We all buy books at charity stalls at some stage hoping to find one full of pictures of lighthouses but it is not often that we find one that whilst only making passing references to them, is sufficiently gripping to make you want to read it from start to finish without putting it down. "Coastwise : Cross Seas" is that type of book.

Henry, born about 1855, first fell in love with boating when as a small child his family moved to Woodbridge, Suffolk on the River Deben. This autobiographical account of his casual sailing explorations was written when he had retired from being a schoolmaster and with the aid of his Ship's Log for accurate detail.

It has none of the expected Victorian attitudes. For example, as a small boy he borrowed boats from the local harbour to row on the river without the knowledge or consent of the owners and when his smaller brother threatened to expose him, he made him an accomplice and the pair became permanent boating partners.

Although the book covers coastal cruising in detail with the occasional trips to France; it is full of light hearted narrative of the danger and excitement as the young pair learn by trial and error the ruthlessness of the sea. He also mentions the piers, day marks, lighthouses and light vessels that guide them around the coast and brings them to life with comments such as :-

(1881)"In those days Orfordness supported two lighthouses. At 9pm we passed the low light"

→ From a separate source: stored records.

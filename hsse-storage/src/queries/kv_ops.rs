//! Key-value CRUD with expiry. `now` is epoch milliseconds, passed in so
//! callers (and tests) control the clock.

use rusqlite::{params, Connection, OptionalExtension};

use hsse_core::errors::HsseResult;

use crate::to_storage_err;

/// Read a value. An expired row is deleted and reads as `None`.
pub fn get_value(conn: &Connection, namespace: &str, key: &str, now: i64) -> HsseResult<Option<String>> {
    let row: Option<(String, Option<i64>)> = conn
        .query_row(
            "SELECT value, expires_at FROM kv_entries WHERE namespace = ?1 AND key = ?2",
            params![namespace, key],
            |row| Ok((row.get(0)?, row.get(1)?)),
        )
        .optional()
        .map_err(|e| to_storage_err(e.to_string()))?;

    match row {
        Some((_, Some(expires_at))) if expires_at <= now => {
            conn.execute(
                "DELETE FROM kv_entries WHERE namespace = ?1 AND key = ?2",
                params![namespace, key],
            )
            .map_err(|e| to_storage_err(e.to_string()))?;
            Ok(None)
        }
        Some((value, _)) => Ok(Some(value)),
        None => Ok(None),
    }
}

/// Insert or overwrite a value. `created_at` is kept on overwrite.
pub fn put_value(
    conn: &Connection,
    namespace: &str,
    key: &str,
    value: &str,
    now: i64,
    expires_at: Option<i64>,
) -> HsseResult<()> {
    conn.execute(
        "INSERT INTO kv_entries (namespace, key, value, created_at, updated_at, expires_at)
         VALUES (?1, ?2, ?3, ?4, ?4, ?5)
         ON CONFLICT(namespace, key) DO UPDATE SET
             value = excluded.value,
             updated_at = excluded.updated_at,
             expires_at = excluded.expires_at",
        params![namespace, key, value, now, expires_at],
    )
    .map_err(|e| to_storage_err(e.to_string()))?;
    Ok(())
}

/// Delete a value. Returns whether a live (unexpired) entry was removed.
pub fn delete_value(conn: &Connection, namespace: &str, key: &str, now: i64) -> HsseResult<bool> {
    let removed = conn
        .execute(
            "DELETE FROM kv_entries
             WHERE namespace = ?1 AND key = ?2 AND (expires_at IS NULL OR expires_at > ?3)",
            params![namespace, key, now],
        )
        .map_err(|e| to_storage_err(e.to_string()))?;
    // Drop an expired leftover too, it is invisible anyway.
    conn.execute(
        "DELETE FROM kv_entries WHERE namespace = ?1 AND key = ?2",
        params![namespace, key],
    )
    .map_err(|e| to_storage_err(e.to_string()))?;
    Ok(removed > 0)
}

/// Live keys in a namespace, sorted.
pub fn list_keys(conn: &Connection, namespace: &str, now: i64) -> HsseResult<Vec<String>> {
    let mut stmt = conn
        .prepare(
            "SELECT key FROM kv_entries
             WHERE namespace = ?1 AND (expires_at IS NULL OR expires_at > ?2)
             ORDER BY key",
        )
        .map_err(|e| to_storage_err(e.to_string()))?;
    let rows = stmt
        .query_map(params![namespace, now], |row| row.get(0))
        .map_err(|e| to_storage_err(e.to_string()))?;
    rows.collect::<Result<Vec<String>, _>>()
        .map_err(|e| to_storage_err(e.to_string()))
}

/// Number of live entries in a namespace.
pub fn count_live(conn: &Connection, namespace: &str, now: i64) -> HsseResult<usize> {
    let count: i64 = conn
        .query_row(
            "SELECT COUNT(*) FROM kv_entries
             WHERE namespace = ?1 AND (expires_at IS NULL OR expires_at > ?2)",
            params![namespace, now],
            |row| row.get(0),
        )
        .map_err(|e| to_storage_err(e.to_string()))?;
    Ok(usize::try_from(count).unwrap_or(0))
}

/// Remove every expired row across all namespaces.
pub fn prune_expired(conn: &Connection, now: i64) -> HsseResult<usize> {
    conn.execute(
        "DELETE FROM kv_entries WHERE expires_at IS NOT NULL AND expires_at <= ?1",
        params![now],
    )
    .map_err(|e| to_storage_err(e.to_string()))
}
//! Connection management: pragma setup and the serialized write connection.

pub mod pragmas;
pub mod write_connection;

use std::path::Path;

use rusqlite::Connection;

use hsse_core::config::StorageConfig;
use hsse_core::errors::HsseResult;

pub use write_connection::WriteConnection;

use crate::to_storage_err;

/// Open a file-backed connection with pragmas applied.
pub fn open_connection(path: &Path, config: &StorageConfig) -> HsseResult<Connection> {
    let conn = Connection::open(path).map_err(|e| to_storage_err(e.to_string()))?;
    pragmas::apply_pragmas(&conn, config)?;
    Ok(conn)
}

/// Open an in-memory connection (for testing).
pub fn open_in_memory_connection() -> HsseResult<Connection> {
    let conn = Connection::open_in_memory().map_err(|e| to_storage_err(e.to_string()))?;
    pragmas::apply_pragmas(&conn, &StorageConfig::default())?;
    Ok(conn)
}
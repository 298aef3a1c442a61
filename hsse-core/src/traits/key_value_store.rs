//! Durable, namespaced key-value storage with expiry.

use std::future::Future;
use std::time::Duration;

use crate::errors::HsseResult;

/// Durable local storage, scoped per namespace.
///
/// Values must survive process restarts. An entry written with `max_age`
/// stops being visible once that much time has passed since the write.
pub trait IKeyValueStore: Send + Sync + 'static {
    /// Read a live value. Expired entries read as `None`.
    fn get(
        &self,
        namespace: &str,
        key: &str,
    ) -> impl Future<Output = HsseResult<Option<String>>> + Send;

    /// Insert or overwrite a value. `None` means no expiry.
    fn set(
        &self,
        namespace: &str,
        key: &str,
        value: &str,
        max_age: Option<Duration>,
    ) -> impl Future<Output = HsseResult<()>> + Send;

    /// Remove a value. Returns whether a live entry was removed.
    fn delete(&self, namespace: &str, key: &str) -> impl Future<Output = HsseResult<bool>> + Send;

    /// Live keys in a namespace, sorted.
    fn keys(&self, namespace: &str) -> impl Future<Output = HsseResult<Vec<String>>> + Send;
}
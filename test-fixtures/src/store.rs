use std::collections::HashMap;
use std::sync::atomic::{AtomicBool, AtomicUsize, Ordering};
use std::sync::Mutex;
use std::time::{Duration, Instant};

use hsse_core::errors::{HsseResult, StorageError};
use hsse_core::traits::IKeyValueStore;

use crate::lock;

type Entry = (String, Option<Instant>);

/// In-memory store whose reads and writes can be made to fail on demand.
#[derive(Debug, Default)]
pub struct FlakyStore {
    entries: Mutex<HashMap<(String, String), Entry>>,
    fail_writes: AtomicBool,
    fail_reads: AtomicBool,
    writes: AtomicUsize,
}

impl FlakyStore {
    pub fn new() -> Self {
        Self::default()
    }

    pub fn set_fail_writes(&self, fail: bool) {
        self.fail_writes.store(fail, Ordering::SeqCst);
    }

    pub fn set_fail_reads(&self, fail: bool) {
        self.fail_reads.store(fail, Ordering::SeqCst);
    }

    /// Successful `set` calls so far.
    pub fn write_count(&self) -> usize {
        self.writes.load(Ordering::SeqCst)
    }

    /// Stored value regardless of expiry.
    pub fn raw(&self, namespace: &str, key: &str) -> Option<String> {
        lock(&self.entries)
            .get(&(namespace.to_string(), key.to_string()))
            .map(|(v, _)| v.clone())
    }

    fn unavailable(op: &str) -> StorageError {
        StorageError::Unavailable {
            reason: format!("injected {op} failure"),
        }
    }
}

impl IKeyValueStore for FlakyStore {
    async fn get(&self, namespace: &str, key: &str) -> HsseResult<Option<String>> {
        if self.fail_reads.load(Ordering::SeqCst) {
            return Err(Self::unavailable("read").into());
        }
        let mut entries = lock(&self.entries);
        let k = (namespace.to_string(), key.to_string());
        match entries.get(&k) {
            Some((_, Some(exp))) if *exp <= Instant::now() => {
                entries.remove(&k);
                Ok(None)
            }
            Some((v, _)) => Ok(Some(v.clone())),
            None => Ok(None),
        }
    }

    async fn set(&self, namespace: &str, key: &str, value: &str, max_age: Option<Duration>) -> HsseResult<()> {
        if self.fail_writes.load(Ordering::SeqCst) {
            return Err(Self::unavailable("write").into());
        }
        let expires = max_age.and_then(|age| Instant::now().checked_add(age));
        lock(&self.entries).insert(
            (namespace.to_string(), key.to_string()),
            (value.to_string(), expires),
        );
        self.writes.fetch_add(1, Ordering::SeqCst);
        Ok(())
    }

    async fn delete(&self, namespace: &str, key: &str) -> HsseResult<bool> {
        if self.fail_writes.load(Ordering::SeqCst) {
            return Err(Self::unavailable("write").into());
        }
        let removed = lock(&self.entries).remove(&(namespace.to_string(), key.to_string()));
        Ok(matches!(removed, Some((_, exp)) if exp.map_or(true, |e| e > Instant::now())))
    }

    async fn keys(&self, namespace: &str) -> HsseResult<Vec<String>> {
        if self.fail_reads.load(Ordering::SeqCst) {
            return Err(Self::unavailable("read").into());
        }
        let now = Instant::now();
        let mut keys: Vec<String> = lock(&self.entries)
            .iter()
            .filter(|((ns, _), (_, exp))| ns == namespace && exp.map_or(true, |e| e > now))
            .map(|((_, k), _)| k.clone())
            .collect();
        keys.sort();
        Ok(keys)
    }
}
/// Errors from the remote write endpoint.
#[derive(Debug, Clone, PartialEq, Eq, thiserror::Error)]
pub enum SubmitError {
    /// The connection could not be established; the request never left.
    #[error("remote unreachable: {reason}")]
    Unreachable { reason: String },

    #[error("network error: {reason}")]
    Network { reason: String },

    #[error("rejected by remote (HTTP {status}): {body}")]
    Rejected { status: u16, body: String },

    #[error("request timed out")]
    Timeout,

    #[error("payload could not be encoded: {reason}")]
    Encoding { reason: String },
}

impl SubmitError {
    /// Whether the same request may be sent again without risking a
    /// duplicate. Only true when it provably never reached the remote: a
    /// timeout, 5xx, or dropped connection may follow a committed write.
    pub fn is_safe_to_resend(&self) -> bool {
        matches!(self, SubmitError::Unreachable { .. })
    }
}

#[cfg(test)]
mod tests {
    use super::*;

    #[test]
    fn only_unreachable_is_safe_to_resend() {
        assert!(SubmitError::Unreachable {
            reason: "connection refused".into()
        }
        .is_safe_to_resend());

        for e in [
            SubmitError::Rejected {
                status: 422,
                body: "missing project_id".into(),
            },
            SubmitError::Rejected {
                status: 503,
                body: String::new(),
            },
            SubmitError::Timeout,
            SubmitError::Network {
                reason: "connection reset".into(),
            },
        ] {
            assert!(!e.is_safe_to_resend(), "{e}");
        }
    }
}
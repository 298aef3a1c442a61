//! Config loading: defaults, partial TOML, file round-trip, parse errors.

use hsse_core::config::{defaults, HsseConfig};
use hsse_core::errors::ConfigError;

#[test]
fn empty_document_yields_defaults() {
    let config = HsseConfig::from_toml_str("").unwrap();
    assert_eq!(config.offline.namespace, defaults::DEFAULT_QUEUE_NAMESPACE);
    assert_eq!(config.offline.retention_secs, 7 * 24 * 3600);
    assert_eq!(config.offline.form_retention_secs, 24 * 3600);
    assert!(config.offline.auto_sync);
    assert_eq!(config.storage.db_path, defaults::DEFAULT_DB_FILENAME);
    assert!(config.remote.send_idempotency_key);
}

#[test]
fn partial_sections_keep_remaining_defaults() {
    let config = HsseConfig::from_toml_str(
        r#"
        [offline]
        namespace = "incidents"

        [remote]
        base_url = "https://api.example.test/"
        max_retries = 0
        "#,
    )
    .unwrap();

    assert_eq!(config.offline.namespace, "incidents");
    assert_eq!(config.offline.queue_key, defaults::DEFAULT_QUEUE_KEY);
    assert_eq!(config.remote.max_retries, 0);
    assert_eq!(
        config.remote.submit_url(),
        format!("https://api.example.test{}", defaults::DEFAULT_SUBMIT_PATH)
    );
    assert_eq!(config.observability.log_level, "info");
}

#[test]
fn load_from_file() {
    let dir = tempfile::tempdir().unwrap();
    let path = dir.path().join("hsse.toml");
    std::fs::write(
        &path,
        "[storage]\ndb_path = \"/var/lib/hsse/queue.db\"\n[observability]\njson_logs = true\n",
    )
    .unwrap();

    let config = HsseConfig::load(&path).unwrap();
    assert_eq!(config.storage.db_path, "/var/lib/hsse/queue.db");
    assert!(config.observability.json_logs);
}

#[test]
fn missing_file_is_io_error() {
    let dir = tempfile::tempdir().unwrap();
    let err = HsseConfig::load(&dir.path().join("absent.toml")).unwrap_err();
    assert!(matches!(err, ConfigError::Io { .. }));
}

#[test]
fn wrong_type_is_parse_error() {
    let err = HsseConfig::from_toml_str("[offline]\nretention_secs = \"a week\"").unwrap_err();
    assert!(matches!(err, ConfigError::Parse { .. }));
}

(1883) " A man on the lightship (Girdler LV) asked us to post a letter. He was obliged to launch a boat and bring it to us for we could not get alongside" (They collect further letters for posting on other occasions)

(1884) "but the Beachy Head light shone clearly. It is perched up high on the top of the cliff. It showed for 15 seconds and was obscured for 1 minutes and 45 seconds. I tried counting 105 for the full eclipse"

(1895) "In the clear light of early morn the recently erected lighthouse at Withernsea was visible"

His references to Maplin, Gunfleet, Winterton and 70 other lighthouses and the lightships (too many to mention here) is the nearest any pharologist can get today of a first hand experience of 1880s and 1890s lights.